From the records below, set down exactly the lines starting with the line that contains "p.id == pipeline_id)" and going on through the line that contains "if let Some(stage)". Nothing else is wanted.

INFORMATION PROVIDED:
------

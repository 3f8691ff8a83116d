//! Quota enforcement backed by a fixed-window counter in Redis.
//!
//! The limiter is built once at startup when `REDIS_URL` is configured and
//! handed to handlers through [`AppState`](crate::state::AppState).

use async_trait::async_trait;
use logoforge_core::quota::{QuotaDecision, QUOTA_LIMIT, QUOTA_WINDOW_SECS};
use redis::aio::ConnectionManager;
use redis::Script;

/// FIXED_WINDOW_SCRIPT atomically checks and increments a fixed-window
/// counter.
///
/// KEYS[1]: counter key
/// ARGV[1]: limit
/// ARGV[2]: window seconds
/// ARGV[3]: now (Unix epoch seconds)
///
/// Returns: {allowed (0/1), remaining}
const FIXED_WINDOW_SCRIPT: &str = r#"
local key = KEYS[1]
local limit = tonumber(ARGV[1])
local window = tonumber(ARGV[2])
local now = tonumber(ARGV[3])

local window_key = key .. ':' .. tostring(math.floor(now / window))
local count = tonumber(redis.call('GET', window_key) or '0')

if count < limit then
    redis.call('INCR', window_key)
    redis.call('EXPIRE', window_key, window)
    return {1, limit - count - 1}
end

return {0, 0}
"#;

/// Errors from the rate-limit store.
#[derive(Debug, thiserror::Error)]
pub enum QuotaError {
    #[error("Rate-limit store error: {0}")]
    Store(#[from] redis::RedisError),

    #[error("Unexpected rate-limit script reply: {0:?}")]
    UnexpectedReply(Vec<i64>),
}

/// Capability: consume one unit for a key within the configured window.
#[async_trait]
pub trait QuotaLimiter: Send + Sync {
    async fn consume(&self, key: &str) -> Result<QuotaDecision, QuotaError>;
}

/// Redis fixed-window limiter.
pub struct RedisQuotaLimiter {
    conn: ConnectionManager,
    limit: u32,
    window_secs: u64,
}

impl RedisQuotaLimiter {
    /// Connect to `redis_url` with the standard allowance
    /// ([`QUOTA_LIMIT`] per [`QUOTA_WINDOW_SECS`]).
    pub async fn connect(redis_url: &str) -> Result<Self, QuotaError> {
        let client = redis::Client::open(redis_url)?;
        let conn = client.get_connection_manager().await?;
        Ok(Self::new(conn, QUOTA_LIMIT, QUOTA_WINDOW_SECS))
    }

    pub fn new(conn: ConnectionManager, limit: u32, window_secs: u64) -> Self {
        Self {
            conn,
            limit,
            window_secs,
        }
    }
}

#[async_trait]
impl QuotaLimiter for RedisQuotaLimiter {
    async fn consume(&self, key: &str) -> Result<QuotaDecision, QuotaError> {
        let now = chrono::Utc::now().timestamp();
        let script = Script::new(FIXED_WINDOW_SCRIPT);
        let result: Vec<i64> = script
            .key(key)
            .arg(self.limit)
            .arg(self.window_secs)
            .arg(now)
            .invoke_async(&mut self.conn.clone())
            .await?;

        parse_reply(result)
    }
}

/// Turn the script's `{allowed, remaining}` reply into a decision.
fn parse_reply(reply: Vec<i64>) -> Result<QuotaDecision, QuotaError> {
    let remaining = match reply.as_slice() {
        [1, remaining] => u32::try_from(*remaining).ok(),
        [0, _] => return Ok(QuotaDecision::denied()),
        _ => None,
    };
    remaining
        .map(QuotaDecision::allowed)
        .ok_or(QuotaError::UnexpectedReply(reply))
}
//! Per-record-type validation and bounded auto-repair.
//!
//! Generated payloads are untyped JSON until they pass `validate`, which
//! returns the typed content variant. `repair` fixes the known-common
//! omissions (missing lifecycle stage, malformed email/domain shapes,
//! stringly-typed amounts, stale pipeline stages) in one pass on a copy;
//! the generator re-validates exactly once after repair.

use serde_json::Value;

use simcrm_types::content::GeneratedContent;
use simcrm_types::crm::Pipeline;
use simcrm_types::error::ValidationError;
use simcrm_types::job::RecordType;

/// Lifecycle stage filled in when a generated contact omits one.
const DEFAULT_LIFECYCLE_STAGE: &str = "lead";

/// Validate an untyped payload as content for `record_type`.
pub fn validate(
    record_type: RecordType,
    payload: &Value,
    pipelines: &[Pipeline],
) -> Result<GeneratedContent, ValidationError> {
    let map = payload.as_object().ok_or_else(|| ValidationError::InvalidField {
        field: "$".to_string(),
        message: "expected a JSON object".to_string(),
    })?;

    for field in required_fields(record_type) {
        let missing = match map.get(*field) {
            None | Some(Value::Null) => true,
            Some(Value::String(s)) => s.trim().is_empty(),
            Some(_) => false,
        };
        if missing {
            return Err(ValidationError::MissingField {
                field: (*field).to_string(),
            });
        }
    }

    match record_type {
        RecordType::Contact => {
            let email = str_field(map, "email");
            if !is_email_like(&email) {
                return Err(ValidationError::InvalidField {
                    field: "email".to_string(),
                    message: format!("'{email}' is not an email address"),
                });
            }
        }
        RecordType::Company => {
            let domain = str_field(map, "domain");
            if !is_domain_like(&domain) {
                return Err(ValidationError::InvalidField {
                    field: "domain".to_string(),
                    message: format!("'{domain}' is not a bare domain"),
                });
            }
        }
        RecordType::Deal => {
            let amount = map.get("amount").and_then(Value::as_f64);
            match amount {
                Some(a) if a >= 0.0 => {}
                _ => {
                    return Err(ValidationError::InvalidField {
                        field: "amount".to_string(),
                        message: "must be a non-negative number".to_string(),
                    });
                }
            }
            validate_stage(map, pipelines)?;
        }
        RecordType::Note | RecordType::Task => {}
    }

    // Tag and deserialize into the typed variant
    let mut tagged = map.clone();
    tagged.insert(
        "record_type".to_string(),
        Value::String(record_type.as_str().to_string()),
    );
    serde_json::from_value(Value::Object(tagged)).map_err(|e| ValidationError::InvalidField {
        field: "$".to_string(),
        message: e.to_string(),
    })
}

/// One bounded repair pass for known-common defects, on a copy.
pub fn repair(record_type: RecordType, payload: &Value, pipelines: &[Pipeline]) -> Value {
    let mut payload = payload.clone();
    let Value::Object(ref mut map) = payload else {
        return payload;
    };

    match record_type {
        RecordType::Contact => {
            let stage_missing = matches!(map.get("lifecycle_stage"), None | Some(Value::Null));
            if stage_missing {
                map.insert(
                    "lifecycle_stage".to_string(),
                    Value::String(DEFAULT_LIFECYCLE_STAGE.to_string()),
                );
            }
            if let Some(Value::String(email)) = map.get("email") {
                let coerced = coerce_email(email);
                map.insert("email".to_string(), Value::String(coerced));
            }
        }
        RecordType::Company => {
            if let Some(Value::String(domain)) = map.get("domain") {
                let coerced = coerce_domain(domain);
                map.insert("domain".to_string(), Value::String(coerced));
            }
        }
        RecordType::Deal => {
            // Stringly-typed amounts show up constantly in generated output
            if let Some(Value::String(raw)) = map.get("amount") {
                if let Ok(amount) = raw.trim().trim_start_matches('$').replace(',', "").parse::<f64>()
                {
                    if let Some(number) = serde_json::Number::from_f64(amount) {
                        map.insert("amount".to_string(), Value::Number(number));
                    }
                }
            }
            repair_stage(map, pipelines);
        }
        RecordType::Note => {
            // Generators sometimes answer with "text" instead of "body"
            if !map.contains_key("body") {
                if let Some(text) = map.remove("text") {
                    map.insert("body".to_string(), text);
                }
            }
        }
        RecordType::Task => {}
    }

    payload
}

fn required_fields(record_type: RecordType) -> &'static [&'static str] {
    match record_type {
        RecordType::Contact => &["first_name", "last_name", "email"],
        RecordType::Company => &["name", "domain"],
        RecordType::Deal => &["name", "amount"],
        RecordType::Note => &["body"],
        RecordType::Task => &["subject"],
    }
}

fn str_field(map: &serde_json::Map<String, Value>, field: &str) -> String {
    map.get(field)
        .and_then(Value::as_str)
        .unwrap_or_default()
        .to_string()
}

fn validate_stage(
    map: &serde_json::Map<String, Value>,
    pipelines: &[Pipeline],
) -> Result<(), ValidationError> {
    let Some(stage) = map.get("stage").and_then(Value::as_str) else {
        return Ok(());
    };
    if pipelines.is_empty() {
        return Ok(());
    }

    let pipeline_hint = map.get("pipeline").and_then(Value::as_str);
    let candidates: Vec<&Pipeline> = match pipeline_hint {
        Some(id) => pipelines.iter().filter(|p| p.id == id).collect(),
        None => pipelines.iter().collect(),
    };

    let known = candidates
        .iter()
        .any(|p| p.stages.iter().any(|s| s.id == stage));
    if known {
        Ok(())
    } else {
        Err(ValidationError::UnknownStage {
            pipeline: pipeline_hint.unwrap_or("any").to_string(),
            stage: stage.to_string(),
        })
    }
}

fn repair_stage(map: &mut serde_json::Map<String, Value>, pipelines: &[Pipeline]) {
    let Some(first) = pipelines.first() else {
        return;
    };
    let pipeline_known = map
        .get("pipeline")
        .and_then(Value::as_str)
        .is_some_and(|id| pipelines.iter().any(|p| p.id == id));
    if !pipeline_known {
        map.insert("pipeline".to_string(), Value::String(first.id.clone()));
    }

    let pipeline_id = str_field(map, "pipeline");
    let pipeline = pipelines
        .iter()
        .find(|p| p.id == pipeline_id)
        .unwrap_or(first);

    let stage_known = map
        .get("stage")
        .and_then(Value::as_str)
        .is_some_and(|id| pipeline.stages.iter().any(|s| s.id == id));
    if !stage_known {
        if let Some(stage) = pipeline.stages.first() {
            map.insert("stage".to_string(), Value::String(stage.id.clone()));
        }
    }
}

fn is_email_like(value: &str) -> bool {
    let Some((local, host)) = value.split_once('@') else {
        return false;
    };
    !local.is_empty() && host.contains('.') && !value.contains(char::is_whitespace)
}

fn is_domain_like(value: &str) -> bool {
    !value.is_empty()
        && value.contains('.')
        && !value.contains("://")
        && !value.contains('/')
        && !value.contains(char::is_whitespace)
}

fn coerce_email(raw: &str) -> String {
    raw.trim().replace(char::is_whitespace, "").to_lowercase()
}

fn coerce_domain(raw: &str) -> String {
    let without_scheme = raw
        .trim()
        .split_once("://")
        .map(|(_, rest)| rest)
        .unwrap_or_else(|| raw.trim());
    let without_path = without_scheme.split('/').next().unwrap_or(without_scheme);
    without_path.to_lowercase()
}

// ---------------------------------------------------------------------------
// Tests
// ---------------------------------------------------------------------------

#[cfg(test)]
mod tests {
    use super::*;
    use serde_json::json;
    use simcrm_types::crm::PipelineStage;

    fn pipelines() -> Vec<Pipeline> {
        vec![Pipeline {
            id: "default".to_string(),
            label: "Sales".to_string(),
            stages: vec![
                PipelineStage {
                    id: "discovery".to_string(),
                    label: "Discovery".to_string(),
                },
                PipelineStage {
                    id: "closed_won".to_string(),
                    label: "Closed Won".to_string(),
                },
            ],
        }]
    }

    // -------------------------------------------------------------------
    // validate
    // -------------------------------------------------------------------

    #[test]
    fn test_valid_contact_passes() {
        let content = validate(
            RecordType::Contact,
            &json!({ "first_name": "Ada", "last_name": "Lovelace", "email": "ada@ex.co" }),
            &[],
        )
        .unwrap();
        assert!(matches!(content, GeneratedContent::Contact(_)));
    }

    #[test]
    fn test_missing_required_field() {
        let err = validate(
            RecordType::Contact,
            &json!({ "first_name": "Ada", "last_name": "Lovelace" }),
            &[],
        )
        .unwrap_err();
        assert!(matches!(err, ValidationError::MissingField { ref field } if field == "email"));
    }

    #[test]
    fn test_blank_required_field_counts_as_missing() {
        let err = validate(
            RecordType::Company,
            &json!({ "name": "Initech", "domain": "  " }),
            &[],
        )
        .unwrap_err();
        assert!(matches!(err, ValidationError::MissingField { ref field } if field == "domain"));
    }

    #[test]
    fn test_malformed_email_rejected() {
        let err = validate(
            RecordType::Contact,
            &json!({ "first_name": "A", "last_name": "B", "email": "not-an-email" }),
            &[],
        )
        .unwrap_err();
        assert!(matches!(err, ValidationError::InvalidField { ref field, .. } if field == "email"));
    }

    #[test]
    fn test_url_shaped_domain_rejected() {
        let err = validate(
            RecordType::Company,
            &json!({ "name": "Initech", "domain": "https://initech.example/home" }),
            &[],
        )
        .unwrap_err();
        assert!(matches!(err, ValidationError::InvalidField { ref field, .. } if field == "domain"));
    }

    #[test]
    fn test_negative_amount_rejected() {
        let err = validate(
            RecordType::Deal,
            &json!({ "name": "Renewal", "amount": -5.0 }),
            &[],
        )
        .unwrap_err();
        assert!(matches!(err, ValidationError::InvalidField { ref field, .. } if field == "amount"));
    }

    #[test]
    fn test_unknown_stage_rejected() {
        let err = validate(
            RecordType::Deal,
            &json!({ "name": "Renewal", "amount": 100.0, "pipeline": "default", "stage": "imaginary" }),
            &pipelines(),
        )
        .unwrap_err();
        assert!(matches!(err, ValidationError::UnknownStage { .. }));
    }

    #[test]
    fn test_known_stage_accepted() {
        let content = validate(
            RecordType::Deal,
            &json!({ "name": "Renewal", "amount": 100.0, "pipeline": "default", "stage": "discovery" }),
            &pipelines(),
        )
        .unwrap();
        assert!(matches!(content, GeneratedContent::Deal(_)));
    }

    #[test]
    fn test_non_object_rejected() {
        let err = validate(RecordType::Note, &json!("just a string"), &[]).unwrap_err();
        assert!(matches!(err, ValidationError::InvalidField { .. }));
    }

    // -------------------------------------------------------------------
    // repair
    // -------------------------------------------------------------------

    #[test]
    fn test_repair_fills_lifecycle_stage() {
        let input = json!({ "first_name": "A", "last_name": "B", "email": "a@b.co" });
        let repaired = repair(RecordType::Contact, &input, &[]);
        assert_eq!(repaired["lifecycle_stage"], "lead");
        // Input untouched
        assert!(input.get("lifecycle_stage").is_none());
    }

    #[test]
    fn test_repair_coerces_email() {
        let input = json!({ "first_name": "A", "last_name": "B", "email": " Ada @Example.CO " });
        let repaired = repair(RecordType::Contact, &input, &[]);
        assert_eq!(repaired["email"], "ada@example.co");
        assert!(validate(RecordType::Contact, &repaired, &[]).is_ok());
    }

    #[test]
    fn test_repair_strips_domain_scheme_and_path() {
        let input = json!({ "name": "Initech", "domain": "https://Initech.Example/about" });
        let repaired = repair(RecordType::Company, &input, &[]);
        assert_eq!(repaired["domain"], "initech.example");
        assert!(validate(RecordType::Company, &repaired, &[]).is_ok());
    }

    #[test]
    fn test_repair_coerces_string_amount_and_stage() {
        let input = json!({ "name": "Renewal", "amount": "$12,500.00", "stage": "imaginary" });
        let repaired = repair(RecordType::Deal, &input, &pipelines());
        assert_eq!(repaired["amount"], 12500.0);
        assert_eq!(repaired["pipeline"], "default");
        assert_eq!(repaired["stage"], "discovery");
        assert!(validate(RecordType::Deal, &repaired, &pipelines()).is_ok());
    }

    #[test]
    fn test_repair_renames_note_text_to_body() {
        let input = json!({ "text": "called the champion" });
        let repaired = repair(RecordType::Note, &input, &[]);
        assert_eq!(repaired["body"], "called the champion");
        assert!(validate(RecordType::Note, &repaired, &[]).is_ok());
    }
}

------

TASK OUTPUT:
        .find(|p| p.id == pipeline_id)
        .unwrap_or(first);

    let stage_known = map
        .get("stage")
        .and_then(Value::as_str)
        .is_some_and(|id| pipeline.stages.iter().any(|s| s.id == id));
    if !stage_known {
        if let Some(stage) = pipeline.stages.first() {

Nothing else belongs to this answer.